Gringhuis set aside space in his studio to paint at least four large murals, and then he got down to work. His murals covered many topics, including prehistoric Indians, which introduced visitors to early man, and Fort Mackinac on a dark and gloomy day in 1840, based on contemporary accounts and sketches. Gringhuis’ impressive 40-square-foot mural showing local men and women watching the fort’s soldiers in an 1885 dress parade documented the interdependence between Island residents and the military.
Winter was over in record time, but Gringhuis and Hogg had met their deadline. Petersen gathered the winter’s work and set out for Mackinac Island. He only had a couple of weeks to set up the new museum, and didn’t waste any time. After installing the twenty-two empty cases in the 1859 soldiers' barracks mess hall according to Hogg’s plan, Petersen found the actual exhibit installation somewhat easier. But, according to Petersen, “I was on the phone with Vic almost every night.”
Petersen welcomed Hogg’s and Gringhuis’s visit to the island for two weekends. During these days, they all worked long into the night to complete the fort museum on time.
And they did. It was a spectacular feat, creating a new museum in only six months. In this short time, Mackinac State Historic Parks had not only gained beautiful and informational murals and exhibits, but two talented artists who would help shape the parks into what it is today, a museum which, since 1973, has been accredited four times by the American Association of Museums.
Their contributions continued past the Fort Mackinac museum. In 1959 Hogg built the Missionary Bark Chapel on Mackinac Island, and in 1966 he planned and worked on the Indian Museum that was installed on the second floor of the Indian Dormitory. His fingerprint touched Colonial Michilimackinac and in later years Old Mill Creek, now Historic Mill Creek Discovery Park.

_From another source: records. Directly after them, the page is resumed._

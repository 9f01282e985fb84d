//! Lookup indices over the emissions-factor table.

use crate::reference::EmissionsFactorRow;
use serde::{Deserialize, Serialize};
use std::collections::HashMap;

/// Direct, indirect and total emissions factors (t CO₂ per t of product).
#[derive(Debug, Clone, Copy, PartialEq, Default, Serialize, Deserialize)]
pub struct Factors {
    /// Direct emissions factor.
    pub direct: f64,
    /// Indirect emissions factor.
    pub indirect: f64,
    /// Total emissions factor.
    pub total: f64,
}

impl Factors {
    /// Factors used when nothing resolves.
    pub const ZERO: Factors = Factors {
        direct: 0.0,
        indirect: 0.0,
        total: 0.0,
    };

    /// Creates a factor triple.
    pub fn new(direct: f64, indirect: f64, total: f64) -> Self {
        Self {
            direct,
            indirect,
            total,
        }
    }
}

type CountryKey = (String, String, String);
type CommodityKey = (String, String);

/// The two lookup mappings built from the factor table.
///
/// - `(country_or_bloc, code, description)` for every row that is not a
///   weighted average, including `"EU"` rows;
/// - `(code, description)` for the weighted-average rows only.
///
/// A key seen twice keeps the later row's factors.
#[derive(Debug, Clone, Default)]
pub struct FactorIndex {
    by_country: HashMap<CountryKey, Factors>,
    weighted: HashMap<CommodityKey, Factors>,
}

impl FactorIndex {
    /// Build both mappings from factor rows, in order.
    pub fn build(rows: &[EmissionsFactorRow]) -> Self {
        let mut index = Self::default();
        for row in rows {
            index.insert(row);
        }
        tracing::debug!(
            by_country = index.by_country.len(),
            weighted = index.weighted.len(),
            "Factor index built"
        );
        index
    }

    /// Insert one row, replacing any earlier row with the same key.
    pub fn insert(&mut self, row: &EmissionsFactorRow) {
        let factors = row.factors();
        let replaced = if row.is_weighted_average() {
            self.weighted.insert(
                (row.commodity_code.clone(), row.commodity_description.clone()),
                factors,
            )
        } else {
            self.by_country.insert(
                (
                    row.country_or_bloc.clone(),
                    row.commodity_code.clone(),
                    row.commodity_description.clone(),
                ),
                factors,
            )
        };

        if let Some(previous) = replaced {
            tracing::debug!(
                country = %row.country_or_bloc,
                code = %row.commodity_code,
                description = %row.commodity_description,
                ?previous,
                current = ?factors,
                "Duplicate factor key, later row wins"
            );
        }
    }

    /// Factors for a country (or the `"EU"` bloc) and commodity.
    pub fn by_country(&self, country: &str, code: &str, description: &str) -> Option<Factors> {
        self.by_country
            .get(&(country.to_string(), code.to_string(), description.to_string()))
            .copied()
    }

    /// Weighted-average factors for a commodity.
    pub fn weighted(&self, code: &str, description: &str) -> Option<Factors> {
        self.weighted
            .get(&(code.to_string(), description.to_string()))
            .copied()
    }

    /// Number of country/bloc keys.
    pub fn country_len(&self) -> usize {
        self.by_country.len()
    }

    /// Number of weighted-average keys.
    pub fn weighted_len(&self) -> usize {
        self.weighted.len()
    }
}

#[cfg(test)]
mod tests {
    use super::*;
    use crate::reference::WEIGHTED_AVERAGE;

    fn row(country: &str, code: &str, desc: &str, d: f64, i: f64, t: f64) -> EmissionsFactorRow {
        EmissionsFactorRow {
            country_or_bloc: country.to_string(),
            commodity_code: code.to_string(),
            commodity_description: desc.to_string(),
            direct_factor: d,
            indirect_factor: i,
            total_factor: t,
        }
    }

    #[test]
    fn test_rows_split_between_mappings() {
        let index = FactorIndex::build(&[
            row("Germany", "7208", "Flat-rolled iron", 1.0, 0.5, 1.5),
            row("EU", "7208", "Flat-rolled iron", 1.1, 0.4, 1.5),
            row(WEIGHTED_AVERAGE, "7208", "Flat-rolled iron", 2.0, 0.2, 2.2),
        ]);

        assert_eq!(index.country_len(), 2);
        assert_eq!(index.weighted_len(), 1);
        assert_eq!(
            index.by_country("EU", "7208", "Flat-rolled iron"),
            Some(Factors::new(1.1, 0.4, 1.5))
        );
        assert_eq!(
            index.weighted("7208", "Flat-rolled iron"),
            Some(Factors::new(2.0, 0.2, 2.2))
        );
        assert_eq!(index.by_country(WEIGHTED_AVERAGE, "7208", "Flat-rolled iron"), None);
    }

    #[test]
    fn test_duplicate_country_key_last_write_wins() {
        let index = FactorIndex::build(&[
            row("China", "2523", "Cement", 0.8, 0.1, 0.9),
            row("China", "2523", "Cement", 0.6, 0.2, 0.8),
        ]);
        assert_eq!(index.country_len(), 1);
        assert_eq!(
            index.by_country("China", "2523", "Cement"),
            Some(Factors::new(0.6, 0.2, 0.8))
        );
    }

    #[test]
    fn test_duplicate_weighted_key_last_write_wins() {
        let index = FactorIndex::build(&[
            row(WEIGHTED_AVERAGE, "2523", "Cement", 0.8, 0.1, 0.9),
            row(WEIGHTED_AVERAGE, "2523", "Cement", 0.7, 0.1, 0.8),
        ]);
        assert_eq!(index.weighted("2523", "Cement"), Some(Factors::new(0.7, 0.1, 0.8)));
    }

    #[test]
    fn test_description_is_part_of_the_key() {
        let index = FactorIndex::build(&[row("China", "2523", "Cement", 0.8, 0.1, 0.9)]);
        assert_eq!(index.by_country("China", "2523", "Cement clinker"), None);
        assert_eq!(index.by_country("china", "2523", "Cement"), None);
    }
}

Gringhuis went on to paint over fifteen murals for Fort Mackinac, Colonial Michilimackinac, and the Indian Dormitory, and was a key player in planning the interior interpretation of the Indian Dormitory. In addition, he was the author and illustrator of twenty-eight books for young people, many of which are Mackinac State Historic Parks publications.
They were talented artists, men who were inspired by history and committed to creativity. But they were more than that. Hogg and Gringhuis, by way of brush strokes on a blank canvas and progressive ideas, were two of a key group of early figures to apply “living” history to the sites of Mackinac State Historic Parks. They turned an exhibit case into a story that came to life in the minds of visitors. They insured that these visitors would return, and that their children would return. They gave character and color to the past. And in doing so, Hogg and Gringhuis inspired a legacy of protecting, preserving and presenting the parks to future generations of people who care and who, more than anything, are inspired themselves.